One of the most visible landmarks of the village is the Grade II listed village windmill. Built in 1815, and extensively restored in 1976, the windmill can be seen from miles around. In total, there are 15 Grade II listed structures in Arnesby: the windmill, a Baptist chapel, a milepost, memorial, a cross base in St Peter's Church grounds and 10 houses. The Church of St. Peter is a Grade II* listed building.

==Culture and events==
The village holds a May Fayre, on the second bank holiday each May. It pulls in crowds from miles around, and in addition to the atmosphere of the day attractions include games, competitions, craft stalls and street entertainment (brass band and a selection of local rock bands). The fayre raises money for local amenities. Past contributions have gone towards work on the roof of the Norman church and to providing disabled access to the village hall. The day is well supported by village volunteers.
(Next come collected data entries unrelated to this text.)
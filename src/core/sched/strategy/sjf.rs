//! Shortest-job-first, non-preemptive selection
//!
//! Picks the Ready task with the smallest remaining-work estimate, ties
//! broken by arrival order. A Running task is never preempted.

use crate::core::task::Tcb;
use crate::core::types::{TaskId, TaskState};

#[derive(Debug, Default, Clone, Copy)]
pub struct SjfState;

impl SjfState {
    pub fn select_next(&self, ready: &[&Tcb], current: Option<&Tcb>) -> Option<TaskId> {
        if let Some(cur) = current {
            if cur.state == TaskState::Running {
                return Some(cur.task_id);
            }
        }

        let candidate = ready.iter().min_by(|a, b| {
            a.remaining_work_estimate()
                .partial_cmp(&b.remaining_work_estimate())
                .unwrap_or(std::cmp::Ordering::Equal)
                .then(a.arrival_seq.cmp(&b.arrival_seq))
        })?;
        Some(candidate.task_id)
    }
}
The local school also regularly likes to put on a maypole dance.

==Sport==
Arnesby Cricket Club: It is not known when Arnesby first took to the field, but Arnesby is identified as a participant in the "Leicester Challenge Cup" cricket competition in 1888 and 1889. Arnesby later went on to achieve considerable success in the "Lutterworth & District Village Cricket Challenge Cup", winning the Challenge Cup on three occasions (1907, 1911, and 1934). Today, Arnesby is a non league playing club that fields an occasional Sunday friendly XI side against neighbouring village teams in and around the district.

Arnesby Table Tennis Club is based in the Village Hall. Arnesby I & II compete in the Leicester Table Tennis League.

Arnesby Golf Society is an informal Society for golfers of all abilities.

==Notable residents==
- Robert Hall 1764–1831, born in Arnesby, Baptist minister and preacher, advocated freedom of the press.